10. “Look, someone left their nuts sitting out there on the counter. Who does that?”
People leaving their nuts all willy-nilly like that. It’s just unsanitary is what it is.

9. “You probably did it with my dad.”
Ummm… Can you describe your dad? It’s entirely possible.

8. “He’s my snuggle buddy.”
The men I work with are surprisingly sensitive.

7. “He touched me inappropriately, so I kicked him.”
Nobody tell Corporate about this!

6. “I used to work for Jews, we never had to do this!”
Said while putting up the Christmas tree from Hell. It just made me laugh.

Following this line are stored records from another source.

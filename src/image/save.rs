//! Image saving utilities.

use std::borrow::Cow;
use std::fs::File;
use std::io::BufWriter;
use std::path::Path;

use image::{DynamicImage, GrayImage, ImageError, ImageFormat, Luma};
use ndarray::{ArrayView3, Axis};

use crate::error::{Error, Result};

/// Save an image as JPEG with the given quality.
///
/// JPEG carries 8-bit RGB only, so the image is converted first.
///
/// # Errors
///
/// Returns an error if the file cannot be created or encoded.
pub fn save_jpeg<P: AsRef<Path>>(img: &DynamicImage, path: P, quality: u8) -> Result<()> {
    let path = path.as_ref();

    let save_error = |source| Error::ImageSave {
        path: path.to_path_buf(),
        source,
    };

    let rgb = DynamicImage::ImageRgb8(img.to_rgb8());

    let file = File::create(path).map_err(|e| save_error(ImageError::IoError(e)))?;
    let encoder = image::codecs::jpeg::JpegEncoder::new_with_quality(BufWriter::new(file), quality);
    rgb.write_with_encoder(encoder).map_err(save_error)
}

/// Save an image as PNG, keeping its 8/16-bit color type.
///
/// # Errors
///
/// Returns an error if the file cannot be created or encoded.
pub fn save_png<P: AsRef<Path>>(img: &DynamicImage, path: P) -> Result<()> {
    let path = path.as_ref();

    png_compatible(img)
        .save_with_format(path, ImageFormat::Png)
        .map_err(|source| Error::ImageSave {
            path: path.to_path_buf(),
            source,
        })
}

/// Save batch element 0 of a label mask as an 8-bit grayscale PNG.
///
/// # Errors
///
/// Returns an error if the mask has an empty batch or the file cannot be written.
pub fn save_label_mask<P: AsRef<Path>>(mask: ArrayView3<'_, u8>, path: P) -> Result<()> {
    if mask.len_of(Axis(0)) == 0 {
        return Err(Error::ShapeMismatch {
            expected: "label mask with at least one batch element".to_string(),
            actual: format!("{:?}", mask.shape()),
        });
    }
    let labels = mask.index_axis(Axis(0), 0);

    let (height, width) = labels.dim();
    let to_u32 = |value: usize| {
        u32::try_from(value).map_err(|_| Error::ShapeMismatch {
            expected: "dimensions that fit in u32".to_string(),
            actual: format!("{height}x{width}"),
        })
    };

    let gray = GrayImage::from_fn(to_u32(width)?, to_u32(height)?, |x, y| {
        Luma([labels[[y as usize, x as usize]]])
    });

    save_png(&DynamicImage::ImageLuma8(gray), path)
}

/// PNG cannot store float samples; those are narrowed to 8 bits.
fn png_compatible(img: &DynamicImage) -> Cow<'_, DynamicImage> {
    match img {
        DynamicImage::ImageRgb32F(_) => Cow::Owned(DynamicImage::ImageRgb8(img.to_rgb8())),
        DynamicImage::ImageRgba32F(_) => Cow::Owned(DynamicImage::ImageRgba8(img.to_rgba8())),
        _ => Cow::Borrowed(img),
    }
}

#[cfg(test)]
mod tests {
    use super::*;
    use crate::image::{load_image, load_label_mask};
    use crate::test_utils::{gradient_image, ScratchDir};
    use image::{ColorType, GenericImageView};
    use ndarray::Array3;

    #[test]
    fn test_png_keeps_sixteen_bit() {
        let img = DynamicImage::new_luma16(4, 4);
        assert_eq!(png_compatible(&img).color(), ColorType::L16);
    }

    #[test]
    fn test_png_narrows_float() {
        let img = DynamicImage::new_rgb32f(4, 4);
        assert_eq!(png_compatible(&img).color(), ColorType::Rgb8);
    }

    #[test]
    fn test_jpeg_roundtrip_dimensions() {
        let dir = ScratchDir::new("save-jpeg");
        let path = dir.join("tile.jpg");

        let img = DynamicImage::ImageRgb8(gradient_image(40, 24));
        save_jpeg(&img, &path, 90).unwrap();

        assert_eq!(load_image(&path).unwrap().dimensions(), (40, 24));
    }

    #[test]
    fn test_jpeg_into_missing_directory_names_path() {
        let dir = ScratchDir::new("save-jpeg-missing");
        let path = dir.join("absent").join("tile.jpg");

        let img = DynamicImage::ImageRgb8(gradient_image(8, 8));
        let err = save_jpeg(&img, &path, 90).unwrap_err();

        assert!(matches!(err, Error::ImageSave { path: ref p, .. } if *p == path));
        assert!(err.to_string().contains("tile.jpg"));
    }

    #[test]
    fn test_label_mask_roundtrip() {
        let dir = ScratchDir::new("save-labels");
        let path = dir.join("labels.png");

        let mask = Array3::from_shape_fn((1, 5, 6), |(_, y, x)| ((x + y) % 4) as u8);
        save_label_mask(mask.view(), &path).unwrap();

        assert_eq!(load_label_mask(&path).unwrap(), mask);
    }

    #[test]
    fn test_label_mask_empty_batch() {
        let dir = ScratchDir::new("save-empty");
        let mask = Array3::<u8>::zeros((0, 2, 2));

        let err = save_label_mask(mask.view(), dir.join("labels.png")).unwrap_err();
        assert!(matches!(err, Error::ShapeMismatch { .. }));
    }
}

5. “It’s like ‘hide the pickle in the Christmas tree’.”
Apparently some of my coworkers have some questionable holiday traditions.

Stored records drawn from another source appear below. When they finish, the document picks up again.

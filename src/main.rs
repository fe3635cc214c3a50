//! segprep CLI - tile datasets, color-code masks and track model revisions.

use std::path::PathBuf;
use std::process::ExitCode;

use anyhow::{Context, Result};
use clap::{Args, Parser, Subcommand};
use image::DynamicImage;
use tracing_subscriber::{layer::SubscriberExt, util::SubscriberInitExt};

use segprep::image::{load_label_mask, load_rgb, save_label_mask, save_png, DEFAULT_JPEG_QUALITY};
use segprep::mask::{decode_to_image, encode_image, Colormap};
use segprep::revision::{Ledger, RevisionRecord, LEDGER_RELATIVE_PATH};
use segprep::tiling::{SplitConfig, SplitSummary, TileSplitter, DATASET_TILE_SIZE};

/// Preprocessing for semantic segmentation datasets.
#[derive(Parser, Debug)]
#[command(name = "segprep")]
#[command(version, about, long_about = None)]
struct Cli {
    #[command(subcommand)]
    command: Command,

    /// Enable verbose output.
    #[arg(short, long, global = true)]
    verbose: bool,
}

#[derive(Subcommand, Debug)]
enum Command {
    /// Split ROOT/images and ROOT/masks into ROOT/tiles.
    SplitDataset {
        /// Dataset root directory.
        #[arg(long, value_name = "DIR")]
        root: PathBuf,

        #[command(flatten)]
        tiles: TileArgs,
    },

    /// Split images and their masks into paired tiles.
    SplitPaired {
        /// Directory of .tif images.
        #[arg(long, value_name = "DIR")]
        images: PathBuf,

        /// Directory of .tif masks named like the images.
        #[arg(long, value_name = "DIR")]
        masks: PathBuf,

        /// Directory receiving the tiles.
        #[arg(long, value_name = "DIR")]
        output: PathBuf,

        #[command(flatten)]
        tiles: TileArgs,
    },

    /// Split .tiff, .jpg and .png images into tiles before prediction.
    SplitPredict {
        /// Directory of input images.
        #[arg(long, value_name = "DIR")]
        input: PathBuf,

        /// Directory receiving the tiles.
        #[arg(long, value_name = "DIR")]
        output: PathBuf,

        #[command(flatten)]
        tiles: TileArgs,
    },

    /// Color a grayscale label mask with a colormap.
    DecodeMask {
        /// Grayscale label mask.
        #[arg(long, value_name = "FILE")]
        input: PathBuf,

        /// Output PNG.
        #[arg(long, value_name = "FILE")]
        output: PathBuf,

        /// Class colors as "r,g,b;r,g,b;...".
        #[arg(long, value_name = "COLORS")]
        colormap: Colormap,

        /// Declared number of classes. Defaults to the colormap length.
        #[arg(long, value_name = "INT")]
        num_classes: Option<usize>,
    },

    /// Turn a color-coded mask into a grayscale label mask.
    EncodeMask {
        /// Color-coded mask.
        #[arg(long, value_name = "FILE")]
        input: PathBuf,

        /// Output PNG.
        #[arg(long, value_name = "FILE")]
        output: PathBuf,

        /// Class colors as "r,g,b;r,g,b;...".
        #[arg(long, value_name = "COLORS")]
        colormap: Colormap,
    },

    /// Manage the model revision ledger.
    Revision(RevisionArgs),
}

#[derive(Args, Debug)]
struct TileArgs {
    /// Tile edge length in pixels.
    #[arg(long, default_value_t = DATASET_TILE_SIZE, value_name = "INT")]
    tile_size: u32,

    /// Output JPEG quality (1-100).
    #[arg(short, long, default_value_t = DEFAULT_JPEG_QUALITY, value_name = "INT")]
    quality: u8,
}

impl TileArgs {
    fn splitter(&self) -> Result<TileSplitter> {
        let config = SplitConfig {
            tile_size: self.tile_size,
            jpeg_quality: self.quality,
        };
        TileSplitter::new(config).context("Invalid tiling options")
    }
}

#[derive(Args, Debug)]
struct RevisionArgs {
    /// Path of the revision ledger.
    #[arg(long, default_value = LEDGER_RELATIVE_PATH, value_name = "FILE")]
    ledger: PathBuf,

    #[command(subcommand)]
    command: RevisionCommand,
}

#[derive(Subcommand, Debug)]
enum RevisionCommand {
    /// Register a revision from a YAML record, merging into an existing entry.
    Register {
        /// YAML file holding one revision record.
        #[arg(long, value_name = "FILE")]
        record: PathBuf,
    },

    /// Print the record stored under a key.
    Show {
        /// Model key, e.g. unet_v1.0.0.
        #[arg(long)]
        key: String,
    },

    /// Print the build parameters stored under a key.
    BuildParams {
        /// Model key, e.g. unet_v1.0.0.
        #[arg(long)]
        key: String,
    },

    /// List all registered keys.
    List,
}

fn main() -> ExitCode {
    let cli = Cli::parse();

    // Initialize logging
    let log_level = if cli.verbose { "debug" } else { "info" };
    tracing_subscriber::registry()
        .with(
            tracing_subscriber::EnvFilter::try_from_default_env()
                .unwrap_or_else(|_| format!("segprep={log_level}").into()),
        )
        .with(tracing_subscriber::fmt::layer().with_target(false))
        .init();

    if let Err(err) = run(cli.command) {
        tracing::error!("{err:#}");
        return ExitCode::FAILURE;
    }

    ExitCode::SUCCESS
}

fn run(command: Command) -> Result<()> {
    match command {
        Command::SplitDataset { root, tiles } => {
            let splitter = tiles.splitter()?;
            let summary = splitter
                .split_paired(root.join("images"), root.join("masks"), root.join("tiles"))
                .with_context(|| format!("Failed to split dataset {}", root.display()))?;
            report(&summary);
        }
        Command::SplitPaired {
            images,
            masks,
            output,
            tiles,
        } => {
            let splitter = tiles.splitter()?;
            let summary = splitter
                .split_paired(&images, &masks, &output)
                .context("Failed to split images and masks")?;
            report(&summary);
        }
        Command::SplitPredict {
            input,
            output,
            tiles,
        } => {
            let splitter = tiles.splitter()?;
            let summary = splitter
                .split_single(&input, &output)
                .context("Failed to split prediction inputs")?;
            report(&summary);
        }
        Command::DecodeMask {
            input,
            output,
            colormap,
            num_classes,
        } => {
            let labels = load_label_mask(&input)?;
            let num_classes = num_classes.unwrap_or_else(|| colormap.len());
            let colored = decode_to_image(labels.view(), &colormap, num_classes)
                .context("Failed to decode mask")?;
            save_png(&DynamicImage::ImageRgb8(colored), &output)?;

            println!("Decoded {} -> {}", input.display(), output.display());
        }
        Command::EncodeMask {
            input,
            output,
            colormap,
        } => {
            let colored = load_rgb(&input)?;
            let labels = encode_image(&colored, &colormap).context("Failed to encode mask")?;
            save_label_mask(labels.view(), &output)?;

            println!("Encoded {} -> {}", input.display(), output.display());
        }
        Command::Revision(args) => run_revision(args)?,
    }

    Ok(())
}

fn run_revision(args: RevisionArgs) -> Result<()> {
    let ledger = Ledger::new(args.ledger);

    match args.command {
        RevisionCommand::Register { record } => {
            let content = std::fs::read_to_string(&record)
                .with_context(|| format!("Failed to read {}", record.display()))?;
            let parsed: RevisionRecord = serde_yaml::from_str(&content)
                .with_context(|| format!("Invalid revision record {}", record.display()))?;

            let key = ledger.register_record(&parsed)?;
            println!("{key}");
        }
        RevisionCommand::Show { key } => {
            let record = ledger.load(&key)?;
            print!("{}", serde_yaml::to_string(&record)?);
        }
        RevisionCommand::BuildParams { key } => {
            let params = ledger.build_parameters(&key)?;
            print!("{}", serde_yaml::to_string(&params)?);
        }
        RevisionCommand::List => {
            for key in ledger.keys()? {
                println!("{key}");
            }
        }
    }

    Ok(())
}

fn report(summary: &SplitSummary) {
    println!(
        "Wrote {} tiles from {} images ({} already present, {} border slots dropped)",
        summary.tiles_written, summary.sources, summary.tiles_skipped, summary.slots_discarded
    );
}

4. “I can do that without even having to spread ’em!”
Uhhhhhhhhhhhhhhhhhhhhhhhhhh…

3. “We haven’t even gotten into touching the meat yet.”
Yes, the holidays are a time for family, giving, and meat touching.

2. “I only like to touch things once, and then I put it away.”
Good philosophy, actually.

And, my new favorite:
1. Put your finger here, see if it can take it!”
Yeah… I got nothin’.

This concludes this week’s Top Ten Quotes From A Lumber Yard. Stay tuned for the 2014 edition. I’m hoping next year brings less talk of touching meat.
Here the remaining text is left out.